Dies blieb nicht unwidersprochen. Die „NZZ“ etwa forderte, die Landeskirchen hätten sich darauf zu beschränken, als „ethische Wegweiser für die Gesellschaft“ zu fungieren. Politisches Engagement in einer Sachfrage wie der nach Transparenz und Verantwortung der Konzerne für ihre Lieferketten führe zu weit. In einem Gastkommentar schrieb ein Professor für Staatsrecht sogar, dass es im Interesse der Rechtsklarheit wünschbar wäre, wenn „einzelne Stimmberechtigte“ beim Bundesgericht eine Klage gegen das kirchliche Engagement in dieser Sache einreichen würden.
Die Schweizer Bischofskonferenz und die Evangelisch-reformierte Kirche der Schweiz erinnerten dagegen in einer gemeinsamen Erklärung an einen Grundsatz, den der Ökumenische Rat der Kirchen bereits 1967 formuliert hat und der in der globalisierten Welt von heute nichts von seiner Dringlichkeit verloren hat: „Wer im Leben wenig hat, soll mehr im Recht haben.“ Unter dem Titel „Wirtschaft braucht Menschenrechte“ bekräftigten sie ihr Engagement für die Initiative und forderten, dass Schweizer Unternehmen ihre „rechtsstaatliche und humanitäre Herkunftskultur“ in die Welt tragen.
Kirchen sind keine extraterrestrischen Einrichtungen, die nur mit dem Jenseits zu tun haben
Das ist gut so. Denn Kirchen sind keine extraterrestrischen Einrichtungen, die nur mit dem Jenseits zu tun haben. Glaube und ethische Grundhaltung gehören untrennbar zum irdischen Leben, zum Diesseits. Deshalb kann und darf die Kirche auch bei sogenannt politischen Angelegenheiten nicht schweigen. Am allerwenigsten, wenn grundlegende Fragen wie die Anerkennung und Durchsetzung von Menschenrechten oder Themen wie Klimagerechtigkeit und die Verbesserung der Lebensbedingungen für die Ärmsten zur Debatte stehen. „Die Völker müssen die Güter der Erde gerechter teilen“, forderte bereits Pfarrer Heinrich Hellstern, einer der Mitbegründer von Brot für alle Anfang der 1960er Jahre.

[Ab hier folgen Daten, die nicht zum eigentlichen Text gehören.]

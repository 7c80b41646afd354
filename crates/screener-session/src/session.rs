//! Session types: the read-side view of who is logged in.
//!
//! The mutable state itself lives inside
//! [`SessionContext`](crate::SessionContext). Everything here is either
//! configuration or an immutable copy handed to readers (router, views).

use std::fmt;

use screener_protocol::TokenPair;

use crate::{Claims, TOKEN_STORAGE_KEY};

// ---------------------------------------------------------------------------
// SessionConfig
// ---------------------------------------------------------------------------

/// Configuration for session behavior.
#[derive(Debug, Clone)]
pub struct SessionConfig {
    /// Storage key holding the serialized token pair.
    ///
    /// Default: `"authTokens"`.
    pub storage_key: String,

    /// When `true`, an access token whose `exp` claim lies in the past is
    /// treated as carrying no identity (the session stays anonymous).
    ///
    /// Default: `false`. The API server is the authority on expiry and
    /// rejects stale bearers itself.
    pub reject_expired_tokens: bool,
}

impl Default for SessionConfig {
    fn default() -> Self {
        Self {
            storage_key: TOKEN_STORAGE_KEY.to_string(),
            reject_expired_tokens: false,
        }
    }
}

// ---------------------------------------------------------------------------
// SessionState
// ---------------------------------------------------------------------------

/// Where the session is in its lifecycle.
///
/// ```text
///   Initializing ──(initialize)──→ Anonymous ──(login_user)──→ Authenticated
///        │                            ↑                            │
///        └──────(stored pair)─────────┼────────────────────────────┘
///                                     └────────(logout_user)───────┘
/// ```
///
/// `Initializing` is left exactly once. Views never render while in it.
#[derive(Debug, Clone, Copy, PartialEq, Eq)]
pub enum SessionState {
    /// Persisted storage has not been consulted yet.
    Initializing,

    /// No token pair, no identity.
    Anonymous,

    /// A token pair is held and its access token decoded to an identity.
    Authenticated,
}

impl fmt::Display for SessionState {
    fn fmt(&self, f: &mut fmt::Formatter<'_>) -> fmt::Result {
        match self {
            Self::Initializing => f.write_str("initializing"),
            Self::Anonymous => f.write_str("anonymous"),
            Self::Authenticated => f.write_str("authenticated"),
        }
    }
}

// ---------------------------------------------------------------------------
// SessionSnapshot
// ---------------------------------------------------------------------------

/// An immutable copy of the session, safe to hand to views.
///
/// `tokens` and `user` are either both present or both absent.
#[derive(Debug, Clone, PartialEq)]
pub struct SessionSnapshot {
    pub state: SessionState,
    pub tokens: Option<TokenPair>,
    pub user: Option<Claims>,
}

impl SessionSnapshot {
    /// A snapshot with nobody logged in.
    pub fn anonymous() -> Self {
        Self {
            state: SessionState::Anonymous,
            tokens: None,
            user: None,
        }
    }

    /// A logged-in snapshot.
    pub fn authenticated(tokens: TokenPair, user: Claims) -> Self {
        Self {
            state: SessionState::Authenticated,
            tokens: Some(tokens),
            user: Some(user),
        }
    }

    pub fn is_authenticated(&self) -> bool {
        self.user.is_some()
    }

    pub fn is_loading(&self) -> bool {
        self.state == SessionState::Initializing
    }
}
//! Body types for the screener REST API.
//!
//! Every type here is something that gets serialized to JSON, sent over
//! HTTP, and deserialized on the other side.

use std::collections::BTreeMap;
use std::fmt;

use serde::{Deserialize, Deserializer, Serialize};

// ---------------------------------------------------------------------------
// Authentication bodies
// ---------------------------------------------------------------------------

/// The access + refresh credential issued by the API on a successful login.
///
/// Both tokens are opaque signed JWTs. The access token carries a claims
/// payload that the client decodes (see `screener-session`) but never
/// verifies; verification is the API server's job.
///
/// `Debug` is implemented by hand so that tokens never end up in logs.
#[derive(Clone, PartialEq, Eq, Serialize, Deserialize)]
pub struct TokenPair {
    /// Short-lived token sent as `Authorization: Bearer <access>`.
    pub access: String,

    /// Long-lived token exchanged for a new access token.
    pub refresh: String,
}

impl TokenPair {
    /// Creates a pair from anything string-like.
    pub fn new(access: impl Into<String>, refresh: impl Into<String>) -> Self {
        Self {
            access: access.into(),
            refresh: refresh.into(),
        }
    }

    /// Applies a refresh response.
    ///
    /// The API only rotates the refresh token when configured to, so a
    /// response without one keeps the current refresh token.
    pub fn with_refreshed(&self, refreshed: RefreshedTokens) -> Self {
        Self {
            access: refreshed.access,
            refresh: refreshed.refresh.unwrap_or_else(|| self.refresh.clone()),
        }
    }
}

impl fmt::Debug for TokenPair {
    fn fmt(&self, f: &mut fmt::Formatter<'_>) -> fmt::Result {
        f.debug_struct("TokenPair")
            .field("access", &redact(&self.access))
            .field("refresh", &redact(&self.refresh))
            .finish()
    }
}

/// Login form contents, sent to the token issuance endpoint.
#[derive(Clone, PartialEq, Eq, Serialize, Deserialize)]
pub struct Credentials {
    pub username: String,
    pub password: String,
}

impl Credentials {
    pub fn new(username: impl Into<String>, password: impl Into<String>) -> Self {
        Self {
            username: username.into(),
            password: password.into(),
        }
    }
}

impl fmt::Debug for Credentials {
    fn fmt(&self, f: &mut fmt::Formatter<'_>) -> fmt::Result {
        f.debug_struct("Credentials")
            .field("username", &self.username)
            .field("password", &"<redacted>")
            .finish()
    }
}

/// Body of `POST /api/token/refresh/`.
#[derive(Clone, PartialEq, Eq, Serialize, Deserialize)]
pub struct RefreshRequest {
    pub refresh: String,
}

impl fmt::Debug for RefreshRequest {
    fn fmt(&self, f: &mut fmt::Formatter<'_>) -> fmt::Result {
        f.debug_struct("RefreshRequest")
            .field("refresh", &redact(&self.refresh))
            .finish()
    }
}

/// Response of `POST /api/token/refresh/`.
///
/// `refresh` is only present when the server rotates refresh tokens.
#[derive(Clone, PartialEq, Eq, Serialize, Deserialize)]
pub struct RefreshedTokens {
    pub access: String,
    #[serde(default, skip_serializing_if = "Option::is_none")]
    pub refresh: Option<String>,
}

impl fmt::Debug for RefreshedTokens {
    fn fmt(&self, f: &mut fmt::Formatter<'_>) -> fmt::Result {
        f.debug_struct("RefreshedTokens")
            .field("access", &redact(&self.access))
            .field("rotated", &self.refresh.is_some())
            .finish()
    }
}

/// Keeps enough of a token to tell two apart in a debug dump.
fn redact(token: &str) -> String {
    let prefix: String = token.chars().take(4).collect();
    format!("{prefix}…({} chars)", token.chars().count())
}

// ---------------------------------------------------------------------------
// Market data
// ---------------------------------------------------------------------------

/// One strategy's verdict for one ticker.
#[derive(Debug, Clone, PartialEq, Default, Serialize, Deserialize)]
pub struct StrategySignal {
    /// `true` when the strategy signals an entry.
    pub status: bool,

    /// The indicator values the strategy looked at (`rsi`, `ma20`, ...).
    #[serde(default)]
    pub values: BTreeMap<String, f64>,
}

/// A market-breadth indicator (SEFI or ADR) with its long/short signals.
#[derive(Debug, Clone, PartialEq, Default, Serialize, Deserialize)]
pub struct BreadthIndicator {
    pub value: f64,
    pub short: bool,
    pub long: bool,
}

/// Market-wide breadth summary.
#[derive(Debug, Clone, PartialEq, Default, Serialize, Deserialize)]
pub struct MarketBreadth {
    /// `true` when either breadth indicator signals a long entry.
    pub is_entry: bool,

    #[serde(rename = "SEFI")]
    pub sefi: BreadthIndicator,

    #[serde(rename = "ADR")]
    pub adr: BreadthIndicator,

    /// Market-level strategies, e.g. `good_SEFI_oversold`.
    #[serde(default)]
    pub strategies: BTreeMap<String, bool>,
}

/// Response of `GET /api/market-data/general`.
///
/// `entries` maps ticker → strategy name → signal. The server answers
/// `"entries": false` when no ticker matched any strategy; that decodes
/// as an empty map. Unknown top-level fields (e.g. plotting series) are
/// ignored.
#[derive(Debug, Clone, PartialEq, Default, Serialize, Deserialize)]
pub struct MarketSnapshot {
    #[serde(deserialize_with = "entries_or_false")]
    pub entries: BTreeMap<String, BTreeMap<String, StrategySignal>>,

    #[serde(default, skip_serializing_if = "Option::is_none")]
    pub market_breadth: Option<MarketBreadth>,
}

impl MarketSnapshot {
    /// Tickers with at least one strategy listed, in sorted order.
    pub fn tickers(&self) -> impl Iterator<Item = &str> {
        self.entries.keys().map(String::as_str)
    }

    /// How many strategies currently signal an entry for `ticker`.
    /// Unknown tickers count as zero.
    pub fn active_strategies(&self, ticker: &str) -> usize {
        self.entries
            .get(ticker)
            .map(|strategies| strategies.values().filter(|s| s.status).count())
            .unwrap_or(0)
    }

    /// `true` if no ticker is listed.
    pub fn is_empty(&self) -> bool {
        self.entries.is_empty()
    }
}

fn entries_or_false<'de, D>(
    deserializer: D,
) -> Result<BTreeMap<String, BTreeMap<String, StrategySignal>>, D::Error>
where
    D: Deserializer<'de>,
{
    #[derive(Deserialize)]
    #[serde(untagged)]
    enum Repr {
        Entries(BTreeMap<String, BTreeMap<String, StrategySignal>>),
        Flag(bool),
    }

    match Repr::deserialize(deserializer)? {
        Repr::Entries(entries) => Ok(entries),
        Repr::Flag(_) => Ok(BTreeMap::new()),
    }
}

// =========================================================================
// Tests
// =========================================================================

Das geht nicht ohne politisches Engagement. Es ist deshalb kein Zufall, dass Brot für alle zu den Gründungsmitgliedern verschiedener Fairtrade-Labels, darunter Max Havelaar, STEP oder der Clean Clothes Campaign gehörte. In den 1970er Jahren initiierte Brot für alle zusammen mit weiteren (mehrheitlich ebenfalls kirchlichen) Organisationen eine entwicklungspolitische Arbeitsgemeinschaft, die heutige Alliance Sud. Diese lancierte 2012 – zusammen mit rund 45 weiteren Organisationen – die Kampagne „Recht ohne Grenzen", aus der die oben erwähnte Volksinitiative hervorgegangen ist. Auch hier gehörte Brot für alle von Anfang an zu den treibenden Kräften. Aus dem Stiftungszweck abgeleitet, hat Brot für alle – eine Stiftung der Evangelisch-reformierten Kirche Schweiz – den klaren Auftrag, sich dafür einzusetzen, dass Werte wie die Respektierung der Menschenrechte und der Umwelt weltweit eingehalten werden. Dass dies oft nicht der Fall ist, sehen und hören wir regelmäßig bei unserer Arbeit und von unseren Projektpartnern.
Es kann und darf aber nicht sein, dass sich international tätige Firmen je nach Land, in dem sie operieren, über Menschenrechte und die Bewahrung der Umwelt hinwegsetzen können. Gewinne, die auf Kosten von Menschen und Umwelt im Süden gehen, sabotieren nicht nur das Engagement unserer Partner, sondern untergraben jegliche Bestrebungen für mehr globale Gerechtigkeit. Genauso wenig können wir die Augen schließen, wenn etwa Schweizer Investitionen in fossile Energien, in Rohstoffabbau oder Kriegsmaterial das Leben von Menschen in fernen Ländern gefährden. Auch hier müssen wir unsere ethischen Grundwerte vehement verteidigen und dürfen bei der politischen Debatte nicht abseitsstehen. Denn auch Schweigen ist eine politische Stellungnahme.